Ok have put what I have been able to recover

github.com/manticoresoftware/manticoresearch

searchd closed, when manually issue 'JOIN CLUSTER' following a pod failure.

opened 10:39AM - 25 Aug 22 UTC

closed 01:01AM - 02 Nov 22 UTC

barryhunter

waiting for reply wontfix

**Describe the bug** Was unable to manually issue 'JOIN CLUSTER' following a po…d failure. I THINK it might of been memory related. See https://forum.manticoresearch.com/t/when-a-node-joins-a-cluster-what-happens-if-alrady-local-indexes/1155 for context. When rejoining the cluster the worker pod still had local indexes. Possibly the replication needed too much memory to resync the files on JOIN'ing. So searchd was killed for using too much memory, rather than actually crashing. Once I deleted the local indexes, was able to join the cluster successfully. **To Reproduce** **Describe the environment:** - Manticore Search version: 5.0.0 b4cb7da02@220518 release - OS version: Manticore Search Helm Chart Version: 5.0.0.2 **Messages from log files:** https://staging.data.geograph.org.uk/facets/manticorert2.2022-08-24.log.filtered.txt This is the entireity of the searchd.log being able to recover (complicated as the pod puts query_log into the same stream, so had to filter out queries - we have multi-line queries, so tricky!) The first KILL is known. That is when I inserted too much data, the rt_mem_limit exceeded the resources.limit for the worker pod. The second KILL is when I tried to get the worker pod to rejoin the cluster manually. The 'drop gridprefix' syntax error is when searchd has come back just after the second KILL. It was me attempting to delete the local indexes to retry joining the cluster. I dont know why the logs end there. I get nothing after that. **Additional context** [Add any other context about the problem here. In case you've faced a crash what `indextool --check` returns.](https://forum.manticoresearch.com/t/when-a-node-joins-a-cluster-what-happens-if-alrady-local-indexes/1155)

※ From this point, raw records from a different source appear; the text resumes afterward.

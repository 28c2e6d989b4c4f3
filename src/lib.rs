//! # fints-ofx
//!
//! Exports bank account statements as Open Financial Exchange (OFX 2.2)
//! documents that personal finance software can import.
//!
//! ## Design Principles
//!
//! - **Streaming output**: documents are written element by element, in call order
//! - **Strict nesting**: the writer tracks open elements and never auto-closes
//! - **Exact amounts**: money stays in integer minor units until formatted via `rust_decimal`
//! - **One file per account**: each account owns its writer and sink for the duration of its export
//!
//! ## Example
//!
//! ```no_run
//! use fints_ofx::{AppConfig, CsvConnector, ExportOptions, Exporter};
//!
//! let config = AppConfig::load("config.yaml").unwrap();
//! let exporter = Exporter::new(CsvConnector::new("exports"), ExportOptions::default());
//! exporter.run(&config, &mut std::io::stdout()).unwrap();
//! ```

pub mod account;
pub mod client;
pub mod config;
pub mod engine;
pub mod error;
pub mod money;
pub mod statement;
pub mod transaction;
pub mod writer;

pub use account::{BankAccountRef, RemoteAccount};
pub use client::{BankingClient, Connector, CsvConnector};
pub use config::{AccountConfig, AppConfig, DateRange, Institution};
pub use engine::{output_filename, ExportOptions, Exporter};
pub use error::{ExportError, Phase, Result};
pub use money::{Currency, DecimalMoneyFormatter, LocaleMoneyFormatter, Money, MoneyFormatter};
pub use statement::StatementExporter;
pub use transaction::{CreditDebit, Statement, Transaction, TransactionRecord};
pub use writer::DocumentWriter;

To be honest, suspect it searchd was killed by the OS when issued the JOIN, probably for using too much memory.

Going to try spinning up to clusters, one with more memory, so can do all the data insertion testing.
And another I can then intentionally try to crash

Also going to start logging searchd.log seperately to query.log

github.com/manticoresoftware/manticoresearch-helm

Pipe searchd.log to stderr by default?

opened 09:52AM - 25 Aug 22 UTC

barryhunter

waiting for reply

I know we can configure this, be redefining values.config.content, but wonder if… there is virtu in piping searchd to `stderr` by default? (leaving query log to `stdout`) log = /dev/stderr https://github.com/manticoresoftware/manticoresearch-helm/blob/master/chart/values.yaml#L66 ... This makes it much easier to inspect the logs, in systems that can separate stderr/stdout streams. We use loki to ingest logs from containers.

barryhunter · August 25, 2022, 10:45am

btw, whats ‘doner node’? Do you mean the node I tried to join the failed node TO?

Ie the one the the data would be resynced FROM?

tomat · August 25, 2022, 10:58am

yes donor node that node try to connect cluster select as donor to resync from

barryhunter · August 25, 2022, 11:01am

ok thanks. Have added the log from the worker node 1 (I entered its IP in the JOIN CLUSTER … TO )

It just sees the connection getting closed.